BEGIN Data extract
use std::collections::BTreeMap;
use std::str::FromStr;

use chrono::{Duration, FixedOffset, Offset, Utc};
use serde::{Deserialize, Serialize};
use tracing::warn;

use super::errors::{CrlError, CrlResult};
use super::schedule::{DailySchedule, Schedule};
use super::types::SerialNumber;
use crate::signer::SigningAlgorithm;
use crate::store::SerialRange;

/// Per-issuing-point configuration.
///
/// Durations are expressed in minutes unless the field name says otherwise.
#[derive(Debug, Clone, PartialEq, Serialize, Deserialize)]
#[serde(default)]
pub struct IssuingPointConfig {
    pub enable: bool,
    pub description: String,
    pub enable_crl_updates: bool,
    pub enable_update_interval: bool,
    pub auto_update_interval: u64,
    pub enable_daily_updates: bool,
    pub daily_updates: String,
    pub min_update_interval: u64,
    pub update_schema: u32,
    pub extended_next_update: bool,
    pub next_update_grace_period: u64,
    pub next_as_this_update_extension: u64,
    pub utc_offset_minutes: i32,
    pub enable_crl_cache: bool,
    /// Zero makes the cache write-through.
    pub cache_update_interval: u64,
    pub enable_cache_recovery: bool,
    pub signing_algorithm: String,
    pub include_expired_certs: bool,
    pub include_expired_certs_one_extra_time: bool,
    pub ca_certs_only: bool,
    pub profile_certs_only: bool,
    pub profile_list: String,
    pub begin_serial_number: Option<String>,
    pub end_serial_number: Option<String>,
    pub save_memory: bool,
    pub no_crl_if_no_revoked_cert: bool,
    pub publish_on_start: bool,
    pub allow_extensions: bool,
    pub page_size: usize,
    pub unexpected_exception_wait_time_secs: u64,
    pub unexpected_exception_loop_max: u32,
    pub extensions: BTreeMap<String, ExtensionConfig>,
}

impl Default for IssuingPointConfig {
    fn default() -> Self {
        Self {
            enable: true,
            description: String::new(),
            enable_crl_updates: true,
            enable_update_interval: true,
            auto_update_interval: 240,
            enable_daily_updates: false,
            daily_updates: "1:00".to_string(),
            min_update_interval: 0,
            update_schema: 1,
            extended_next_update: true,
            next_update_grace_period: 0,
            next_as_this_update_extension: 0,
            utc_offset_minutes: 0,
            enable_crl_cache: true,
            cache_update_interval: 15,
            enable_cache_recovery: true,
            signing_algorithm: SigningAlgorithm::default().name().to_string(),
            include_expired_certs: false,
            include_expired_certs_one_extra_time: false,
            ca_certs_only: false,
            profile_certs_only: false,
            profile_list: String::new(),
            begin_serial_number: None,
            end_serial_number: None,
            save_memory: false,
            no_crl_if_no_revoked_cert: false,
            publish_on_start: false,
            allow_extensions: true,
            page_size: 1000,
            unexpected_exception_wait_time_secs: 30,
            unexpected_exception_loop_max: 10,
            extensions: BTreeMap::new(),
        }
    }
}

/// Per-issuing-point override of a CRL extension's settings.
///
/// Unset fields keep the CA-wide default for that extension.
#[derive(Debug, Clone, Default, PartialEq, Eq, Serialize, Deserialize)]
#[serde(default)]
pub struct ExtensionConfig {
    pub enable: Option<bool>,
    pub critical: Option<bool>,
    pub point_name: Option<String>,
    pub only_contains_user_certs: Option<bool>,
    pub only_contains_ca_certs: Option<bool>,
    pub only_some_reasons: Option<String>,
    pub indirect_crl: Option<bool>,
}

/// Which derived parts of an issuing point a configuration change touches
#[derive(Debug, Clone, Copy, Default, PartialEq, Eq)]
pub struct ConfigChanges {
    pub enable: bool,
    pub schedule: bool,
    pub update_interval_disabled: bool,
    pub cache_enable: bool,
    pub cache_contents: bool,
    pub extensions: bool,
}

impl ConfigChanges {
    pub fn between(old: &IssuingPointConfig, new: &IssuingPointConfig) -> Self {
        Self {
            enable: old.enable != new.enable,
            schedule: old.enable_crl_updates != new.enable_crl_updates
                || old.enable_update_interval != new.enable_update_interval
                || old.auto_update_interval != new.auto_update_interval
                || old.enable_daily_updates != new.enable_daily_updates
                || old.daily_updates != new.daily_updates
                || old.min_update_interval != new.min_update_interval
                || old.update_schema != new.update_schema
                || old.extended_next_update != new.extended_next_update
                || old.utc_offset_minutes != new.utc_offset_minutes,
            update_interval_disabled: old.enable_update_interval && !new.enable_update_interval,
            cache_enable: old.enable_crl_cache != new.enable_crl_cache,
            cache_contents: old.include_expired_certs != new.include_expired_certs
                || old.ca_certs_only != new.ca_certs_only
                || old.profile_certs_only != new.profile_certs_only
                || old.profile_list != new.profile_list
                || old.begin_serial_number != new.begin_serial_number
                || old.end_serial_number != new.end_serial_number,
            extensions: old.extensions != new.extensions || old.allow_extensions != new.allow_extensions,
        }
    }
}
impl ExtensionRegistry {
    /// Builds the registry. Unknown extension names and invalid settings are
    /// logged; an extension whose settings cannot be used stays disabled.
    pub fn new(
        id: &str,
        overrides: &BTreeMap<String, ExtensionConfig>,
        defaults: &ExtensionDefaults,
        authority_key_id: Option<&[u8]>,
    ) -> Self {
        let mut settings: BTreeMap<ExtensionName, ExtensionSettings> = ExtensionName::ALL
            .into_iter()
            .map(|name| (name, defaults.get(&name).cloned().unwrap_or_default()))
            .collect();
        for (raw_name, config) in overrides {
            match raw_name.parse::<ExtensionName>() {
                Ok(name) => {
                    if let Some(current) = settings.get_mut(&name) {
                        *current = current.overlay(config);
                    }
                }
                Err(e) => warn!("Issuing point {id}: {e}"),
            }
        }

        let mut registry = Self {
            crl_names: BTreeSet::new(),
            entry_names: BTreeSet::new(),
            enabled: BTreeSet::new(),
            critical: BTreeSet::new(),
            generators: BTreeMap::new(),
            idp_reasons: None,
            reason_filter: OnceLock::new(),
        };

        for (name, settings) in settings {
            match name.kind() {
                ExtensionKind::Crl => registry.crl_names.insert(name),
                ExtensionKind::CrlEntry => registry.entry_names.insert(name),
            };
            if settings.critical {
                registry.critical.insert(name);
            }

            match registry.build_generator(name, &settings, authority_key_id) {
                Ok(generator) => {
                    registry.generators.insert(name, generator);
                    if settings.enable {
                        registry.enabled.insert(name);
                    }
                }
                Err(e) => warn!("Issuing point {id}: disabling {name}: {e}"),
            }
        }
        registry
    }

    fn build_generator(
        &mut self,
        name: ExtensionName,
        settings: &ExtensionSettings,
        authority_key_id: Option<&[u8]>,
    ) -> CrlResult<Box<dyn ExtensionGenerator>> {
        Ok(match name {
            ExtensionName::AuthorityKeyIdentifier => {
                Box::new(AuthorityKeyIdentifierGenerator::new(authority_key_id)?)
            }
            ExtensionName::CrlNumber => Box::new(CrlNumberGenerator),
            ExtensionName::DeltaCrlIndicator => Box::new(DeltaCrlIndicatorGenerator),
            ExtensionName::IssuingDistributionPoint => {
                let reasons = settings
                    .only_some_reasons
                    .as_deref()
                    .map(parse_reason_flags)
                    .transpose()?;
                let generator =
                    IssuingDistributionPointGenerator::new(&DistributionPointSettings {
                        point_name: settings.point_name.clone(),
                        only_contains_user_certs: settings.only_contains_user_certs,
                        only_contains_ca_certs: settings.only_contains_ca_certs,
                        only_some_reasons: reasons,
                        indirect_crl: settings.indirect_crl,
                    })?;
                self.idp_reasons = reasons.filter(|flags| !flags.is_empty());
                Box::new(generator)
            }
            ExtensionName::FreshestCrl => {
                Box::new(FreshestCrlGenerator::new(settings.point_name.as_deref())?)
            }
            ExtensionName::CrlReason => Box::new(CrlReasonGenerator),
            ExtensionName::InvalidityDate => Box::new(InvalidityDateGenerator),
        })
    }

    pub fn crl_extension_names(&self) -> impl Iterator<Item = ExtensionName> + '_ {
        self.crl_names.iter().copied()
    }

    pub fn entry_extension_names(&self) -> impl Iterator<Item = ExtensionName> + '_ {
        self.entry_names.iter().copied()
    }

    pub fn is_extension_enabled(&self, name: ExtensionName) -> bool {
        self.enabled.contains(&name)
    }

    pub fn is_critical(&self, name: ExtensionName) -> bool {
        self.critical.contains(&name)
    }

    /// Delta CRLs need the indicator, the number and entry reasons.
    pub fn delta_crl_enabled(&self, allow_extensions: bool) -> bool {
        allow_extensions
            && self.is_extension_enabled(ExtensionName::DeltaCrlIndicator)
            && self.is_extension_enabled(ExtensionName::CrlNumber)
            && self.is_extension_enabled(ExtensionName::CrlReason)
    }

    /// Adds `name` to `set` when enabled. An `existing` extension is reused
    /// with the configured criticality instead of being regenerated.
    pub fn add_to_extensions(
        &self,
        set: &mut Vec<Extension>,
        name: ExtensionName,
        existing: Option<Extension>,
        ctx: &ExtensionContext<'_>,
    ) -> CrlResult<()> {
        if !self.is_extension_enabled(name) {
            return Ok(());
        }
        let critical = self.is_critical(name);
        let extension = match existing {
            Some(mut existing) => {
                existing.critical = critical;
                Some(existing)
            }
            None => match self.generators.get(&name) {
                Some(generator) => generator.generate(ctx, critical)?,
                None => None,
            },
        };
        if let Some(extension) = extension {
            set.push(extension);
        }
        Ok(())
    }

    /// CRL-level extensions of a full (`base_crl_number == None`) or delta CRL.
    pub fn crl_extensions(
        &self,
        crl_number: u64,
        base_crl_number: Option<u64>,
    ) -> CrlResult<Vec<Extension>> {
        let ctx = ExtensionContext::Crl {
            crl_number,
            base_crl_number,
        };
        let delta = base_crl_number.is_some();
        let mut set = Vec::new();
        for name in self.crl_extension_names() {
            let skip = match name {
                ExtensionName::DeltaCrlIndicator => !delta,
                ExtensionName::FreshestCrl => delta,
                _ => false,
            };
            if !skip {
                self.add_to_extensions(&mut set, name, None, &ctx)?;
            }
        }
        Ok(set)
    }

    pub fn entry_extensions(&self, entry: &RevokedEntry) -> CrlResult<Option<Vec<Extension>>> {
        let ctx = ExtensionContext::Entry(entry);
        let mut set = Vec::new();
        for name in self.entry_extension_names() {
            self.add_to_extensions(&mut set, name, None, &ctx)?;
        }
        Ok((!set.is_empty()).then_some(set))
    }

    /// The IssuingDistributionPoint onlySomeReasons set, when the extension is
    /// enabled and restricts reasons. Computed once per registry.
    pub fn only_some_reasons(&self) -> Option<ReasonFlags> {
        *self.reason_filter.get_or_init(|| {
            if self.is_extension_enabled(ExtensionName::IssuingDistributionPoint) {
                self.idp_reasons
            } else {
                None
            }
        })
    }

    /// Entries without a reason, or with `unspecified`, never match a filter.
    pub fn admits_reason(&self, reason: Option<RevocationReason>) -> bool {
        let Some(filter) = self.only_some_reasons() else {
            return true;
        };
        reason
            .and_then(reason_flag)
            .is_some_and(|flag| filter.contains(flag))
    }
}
END Data extract
▸ Task goal
Which of the lines above carry the string "ExtensionConfig"? Pick them out and copy them.

▸ Solution for this exercise
    pub extensions: BTreeMap<String, ExtensionConfig>,
pub struct ExtensionConfig {
        overrides: &BTreeMap<String, ExtensionConfig>,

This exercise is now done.